Will you quote all of the entries, word for word?

[[ Dataset entries, beginning ]]

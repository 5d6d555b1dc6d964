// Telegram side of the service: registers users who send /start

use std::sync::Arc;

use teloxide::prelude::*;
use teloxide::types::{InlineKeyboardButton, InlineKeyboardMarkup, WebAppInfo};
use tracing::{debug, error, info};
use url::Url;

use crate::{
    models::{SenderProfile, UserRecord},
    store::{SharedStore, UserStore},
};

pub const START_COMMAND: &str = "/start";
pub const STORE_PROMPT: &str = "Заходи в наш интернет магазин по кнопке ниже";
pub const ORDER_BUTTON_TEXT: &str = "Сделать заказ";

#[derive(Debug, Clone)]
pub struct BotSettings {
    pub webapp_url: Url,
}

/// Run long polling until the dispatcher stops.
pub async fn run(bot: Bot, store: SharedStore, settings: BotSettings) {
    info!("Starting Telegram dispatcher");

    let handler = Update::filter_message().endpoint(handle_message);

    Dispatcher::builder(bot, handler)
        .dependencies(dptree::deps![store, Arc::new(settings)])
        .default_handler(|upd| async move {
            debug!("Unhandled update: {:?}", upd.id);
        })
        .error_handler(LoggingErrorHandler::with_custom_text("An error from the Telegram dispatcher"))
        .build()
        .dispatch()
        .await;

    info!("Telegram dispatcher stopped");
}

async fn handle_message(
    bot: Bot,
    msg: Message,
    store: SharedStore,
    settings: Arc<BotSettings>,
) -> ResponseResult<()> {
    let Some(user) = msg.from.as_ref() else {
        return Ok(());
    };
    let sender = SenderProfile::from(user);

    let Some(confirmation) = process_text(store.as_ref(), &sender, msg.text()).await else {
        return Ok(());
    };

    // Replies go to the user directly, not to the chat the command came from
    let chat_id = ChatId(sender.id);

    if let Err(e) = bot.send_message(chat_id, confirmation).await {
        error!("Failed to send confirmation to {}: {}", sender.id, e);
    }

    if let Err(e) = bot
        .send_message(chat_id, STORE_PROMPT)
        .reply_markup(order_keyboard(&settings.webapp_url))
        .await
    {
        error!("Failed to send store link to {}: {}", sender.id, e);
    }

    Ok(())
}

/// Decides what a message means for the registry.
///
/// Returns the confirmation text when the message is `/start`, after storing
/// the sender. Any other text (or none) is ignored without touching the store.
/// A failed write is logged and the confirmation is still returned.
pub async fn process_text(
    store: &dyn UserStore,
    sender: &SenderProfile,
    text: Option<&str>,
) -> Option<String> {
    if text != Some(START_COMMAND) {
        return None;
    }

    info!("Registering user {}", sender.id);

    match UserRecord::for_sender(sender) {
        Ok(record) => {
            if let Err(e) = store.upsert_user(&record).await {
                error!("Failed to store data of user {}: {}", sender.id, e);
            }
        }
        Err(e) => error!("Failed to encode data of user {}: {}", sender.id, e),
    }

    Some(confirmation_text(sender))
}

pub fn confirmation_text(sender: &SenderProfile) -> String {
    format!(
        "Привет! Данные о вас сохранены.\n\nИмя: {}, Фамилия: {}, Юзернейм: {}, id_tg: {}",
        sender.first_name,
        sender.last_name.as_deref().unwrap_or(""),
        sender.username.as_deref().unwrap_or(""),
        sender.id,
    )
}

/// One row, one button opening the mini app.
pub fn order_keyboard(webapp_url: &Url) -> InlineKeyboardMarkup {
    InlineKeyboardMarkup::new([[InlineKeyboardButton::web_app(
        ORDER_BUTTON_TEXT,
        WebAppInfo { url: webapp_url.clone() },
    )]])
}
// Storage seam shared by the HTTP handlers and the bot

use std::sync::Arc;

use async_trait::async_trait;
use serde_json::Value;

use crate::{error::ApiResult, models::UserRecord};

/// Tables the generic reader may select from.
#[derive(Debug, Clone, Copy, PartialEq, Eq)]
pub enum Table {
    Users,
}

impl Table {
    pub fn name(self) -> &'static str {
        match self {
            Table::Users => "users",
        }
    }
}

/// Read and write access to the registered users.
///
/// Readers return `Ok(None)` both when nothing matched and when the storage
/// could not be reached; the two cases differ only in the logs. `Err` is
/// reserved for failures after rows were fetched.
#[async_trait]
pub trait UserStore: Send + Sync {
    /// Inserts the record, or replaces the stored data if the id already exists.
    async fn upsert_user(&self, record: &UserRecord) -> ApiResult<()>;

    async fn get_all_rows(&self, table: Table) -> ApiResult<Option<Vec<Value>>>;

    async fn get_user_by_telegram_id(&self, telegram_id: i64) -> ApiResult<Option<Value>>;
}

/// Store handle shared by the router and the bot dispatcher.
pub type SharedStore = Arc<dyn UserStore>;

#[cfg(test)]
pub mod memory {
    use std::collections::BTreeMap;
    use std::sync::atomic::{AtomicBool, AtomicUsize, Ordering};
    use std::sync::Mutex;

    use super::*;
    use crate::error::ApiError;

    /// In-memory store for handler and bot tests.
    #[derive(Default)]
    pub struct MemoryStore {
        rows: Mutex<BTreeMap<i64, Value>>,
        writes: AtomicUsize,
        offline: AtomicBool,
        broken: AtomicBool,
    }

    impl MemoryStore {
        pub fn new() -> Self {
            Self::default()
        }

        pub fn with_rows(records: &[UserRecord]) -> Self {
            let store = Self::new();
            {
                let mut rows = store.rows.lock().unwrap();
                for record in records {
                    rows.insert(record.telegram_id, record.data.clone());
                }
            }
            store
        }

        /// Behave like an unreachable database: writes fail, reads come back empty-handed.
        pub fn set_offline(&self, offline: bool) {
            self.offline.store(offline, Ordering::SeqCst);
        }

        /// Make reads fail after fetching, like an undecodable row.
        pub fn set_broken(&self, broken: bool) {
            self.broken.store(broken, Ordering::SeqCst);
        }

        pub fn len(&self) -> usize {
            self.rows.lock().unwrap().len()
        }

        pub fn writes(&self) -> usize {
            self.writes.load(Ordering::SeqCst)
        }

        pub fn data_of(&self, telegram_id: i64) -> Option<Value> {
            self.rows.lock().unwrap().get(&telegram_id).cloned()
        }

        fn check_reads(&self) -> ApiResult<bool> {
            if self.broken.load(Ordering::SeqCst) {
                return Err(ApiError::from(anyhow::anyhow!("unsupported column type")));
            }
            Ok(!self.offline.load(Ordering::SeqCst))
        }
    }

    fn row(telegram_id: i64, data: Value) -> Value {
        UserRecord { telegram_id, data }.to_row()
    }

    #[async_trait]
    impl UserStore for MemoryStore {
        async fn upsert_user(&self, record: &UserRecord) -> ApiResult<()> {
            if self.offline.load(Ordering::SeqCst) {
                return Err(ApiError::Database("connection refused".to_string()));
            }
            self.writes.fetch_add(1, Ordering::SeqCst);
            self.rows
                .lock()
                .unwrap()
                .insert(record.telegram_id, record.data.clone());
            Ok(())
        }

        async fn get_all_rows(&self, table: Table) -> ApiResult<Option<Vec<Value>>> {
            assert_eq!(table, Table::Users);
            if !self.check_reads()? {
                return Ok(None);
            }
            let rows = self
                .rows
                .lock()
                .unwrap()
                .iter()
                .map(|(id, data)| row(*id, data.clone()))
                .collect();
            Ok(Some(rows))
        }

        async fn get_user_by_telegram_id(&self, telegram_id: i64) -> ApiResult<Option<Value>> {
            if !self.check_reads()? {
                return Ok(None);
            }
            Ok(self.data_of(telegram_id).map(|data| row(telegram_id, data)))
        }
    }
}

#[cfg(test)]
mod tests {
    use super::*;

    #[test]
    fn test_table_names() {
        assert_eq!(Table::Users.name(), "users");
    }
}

[[ Dataset entries, end ]]

Answer space
repository 5d6d555b1dc6d964
// Telegram side of the service: registers users who send /start

use std::sync::Arc;

use teloxide::prelude::*;
use teloxide::types::{InlineKeyboardButton, InlineKeyboardMarkup, WebAppInfo};
use tracing::{debug, error, info};
use url::Url;

use crate::{
    models::{SenderProfile, UserRecord},
    store::{SharedStore, UserStore},
};

pub const START_COMMAND: &str = "/start";
pub const STORE_PROMPT: &str = "Заходи в наш интернет магазин по кнопке ниже";
pub const ORDER_BUTTON_TEXT: &str = "Сделать заказ";

#[derive(Debug, Clone)]
pub struct BotSettings {
    pub webapp_url: Url,
}

/// Run long polling until the dispatcher stops.
pub async fn run(bot: Bot, store: SharedStore, settings: BotSettings) {
    info!("Starting Telegram dispatcher");

    let handler = Update::filter_message().endpoint(handle_message);

    Dispatcher::builder(bot, handler)
        .dependencies(dptree::deps![store, Arc::new(settings)])
        .default_handler(|upd| async move {
            debug!("Unhandled update: {:?}", upd.id);
        })
        .error_handler(LoggingErrorHandler::with_custom_text("An error from the Telegram dispatcher"))
        .build()
        .dispatch()
        .await;

    info!("Telegram dispatcher stopped");
}

async fn handle_message(
    bot: Bot,
    msg: Message,
    store: SharedStore,
    settings: Arc<BotSettings>,
) -> ResponseResult<()> {
    let Some(user) = msg.from.as_ref() else {
        return Ok(());
    };
    let sender = SenderProfile::from(user);

    let Some(confirmation) = process_text(store.as_ref(), &sender, msg.text()).await else {
        return Ok(());
    };

    // Replies go to the user directly, not to the chat the command came from
    let chat_id = ChatId(sender.id);

    if let Err(e) = bot.send_message(chat_id, confirmation).await {
        error!("Failed to send confirmation to {}: {}", sender.id, e);
    }

    if let Err(e) = bot
        .send_message(chat_id, STORE_PROMPT)
        .reply_markup(order_keyboard(&settings.webapp_url))
        .await
    {
        error!("Failed to send store link to {}: {}", sender.id, e);
    }

    Ok(())
}

/// Decides what a message means for the registry.
///
/// Returns the confirmation text when the message is `/start`, after storing
/// the sender. Any other text (or none) is ignored without touching the store.
/// A failed write is logged and the confirmation is still returned.
pub async fn process_text(
    store: &dyn UserStore,
    sender: &SenderProfile,
    text: Option<&str>,
) -> Option<String> {
    if text != Some(START_COMMAND) {
        return None;
    }

    info!("Registering user {}", sender.id);

    match UserRecord::for_sender(sender) {
        Ok(record) => {
            if let Err(e) = store.upsert_user(&record).await {
                error!("Failed to store data of user {}: {}", sender.id, e);
            }
        }
        Err(e) => error!("Failed to encode data of user {}: {}", sender.id, e),
    }

    Some(confirmation_text(sender))
}

pub fn confirmation_text(sender: &SenderProfile) -> String {
    format!(
        "Привет! Данные о вас сохранены.\n\nИмя: {}, Фамилия: {}, Юзернейм: {}, id_tg: {}",
        sender.first_name,
        sender.last_name.as_deref().unwrap_or(""),
        sender.username.as_deref().unwrap_or(""),
        sender.id,
    )
}

/// One row, one button opening the mini app.
pub fn order_keyboard(webapp_url: &Url) -> InlineKeyboardMarkup {
    InlineKeyboardMarkup::new([[InlineKeyboardButton::web_app(
        ORDER_BUTTON_TEXT,
        WebAppInfo { url: webapp_url.clone() },
    )]])
}
// Storage seam shared by the HTTP handlers and the bot

use std::sync::Arc;

use async_trait::async_trait;
use serde_json::Value;

use crate::{error::ApiResult, models::UserRecord};

/// Tables the generic reader may select from.
#[derive(Debug, Clone, Copy, PartialEq, Eq)]
pub enum Table {
    Users,
}

impl Table {
    pub fn name(self) -> &'static str {
        match self {
            Table::Users => "users",
        }
    }
}

/// Read and write access to the registered users.
///
/// Readers return `Ok(None)` both when nothing matched and when the storage
/// could not be reached; the two cases differ only in the logs. `Err` is
/// reserved for failures after rows were fetched.
#[async_trait]
pub trait UserStore: Send + Sync {
    /// Inserts the record, or replaces the stored data if the id already exists.
    async fn upsert_user(&self, record: &UserRecord) -> ApiResult<()>;

    async fn get_all_rows(&self, table: Table) -> ApiResult<Option<Vec<Value>>>;

    async fn get_user_by_telegram_id(&self, telegram_id: i64) -> ApiResult<Option<Value>>;
}

/// Store handle shared by the router and the bot dispatcher.
pub type SharedStore = Arc<dyn UserStore>;

#[cfg(test)]
pub mod memory {
    use std::collections::BTreeMap;
    use std::sync::atomic::{AtomicBool, AtomicUsize, Ordering};
    use std::sync::Mutex;

    use super::*;
    use crate::error::ApiError;

    /// In-memory store for handler and bot tests.
    #[derive(Default)]
    pub struct MemoryStore {
        rows: Mutex<BTreeMap<i64, Value>>,
        writes: AtomicUsize,
        offline: AtomicBool,
        broken: AtomicBool,
    }

    impl MemoryStore {
        pub fn new() -> Self {
            Self::default()
        }

        pub fn with_rows(records: &[UserRecord]) -> Self {
            let store = Self::new();
            {
                let mut rows = store.rows.lock().unwrap();
                for record in records {
                    rows.insert(record.telegram_id, record.data.clone());
                }
            }
            store
        }

        /// Behave like an unreachable database: writes fail, reads come back empty-handed.
        pub fn set_offline(&self, offline: bool) {
            self.offline.store(offline, Ordering::SeqCst);
        }

        /// Make reads fail after fetching, like an undecodable row.
        pub fn set_broken(&self, broken: bool) {
            self.broken.store(broken, Ordering::SeqCst);
        }

        pub fn len(&self) -> usize {
            self.rows.lock().unwrap().len()
        }

        pub fn writes(&self) -> usize {
            self.writes.load(Ordering::SeqCst)
        }

        pub fn data_of(&self, telegram_id: i64) -> Option<Value> {
            self.rows.lock().unwrap().get(&telegram_id).cloned()
        }

        fn check_reads(&self) -> ApiResult<bool> {
            if self.broken.load(Ordering::SeqCst) {
                return Err(ApiError::from(anyhow::anyhow!("unsupported column type")));
            }
            Ok(!self.offline.load(Ordering::SeqCst))
        }
    }

    fn row(telegram_id: i64, data: Value) -> Value {
        UserRecord { telegram_id, data }.to_row()
    }

    #[async_trait]
    impl UserStore for MemoryStore {
        async fn upsert_user(&self, record: &UserRecord) -> ApiResult<()> {
            if self.offline.load(Ordering::SeqCst) {
                return Err(ApiError::Database("connection refused".to_string()));
            }
            self.writes.fetch_add(1, Ordering::SeqCst);
            self.rows
                .lock()
                .unwrap()
                .insert(record.telegram_id, record.data.clone());
            Ok(())
        }

        async fn get_all_rows(&self, table: Table) -> ApiResult<Option<Vec<Value>>> {
            assert_eq!(table, Table::Users);
            if !self.check_reads()? {
                return Ok(None);
            }
            let rows = self
                .rows
                .lock()
                .unwrap()
                .iter()
                .map(|(id, data)| row(*id, data.clone()))
                .collect();
            Ok(Some(rows))
        }

        async fn get_user_by_telegram_id(&self, telegram_id: i64) -> ApiResult<Option<Value>> {
            if !self.check_reads()? {
                return Ok(None);
            }
            Ok(self.data_of(telegram_id).map(|data| row(telegram_id, data)))
        }
    }
}

#[cfg(test)]
mod tests {
    use super::*;

    #[test]
    fn test_table_names() {
        assert_eq!(Table::Users.name(), "users");
    }
}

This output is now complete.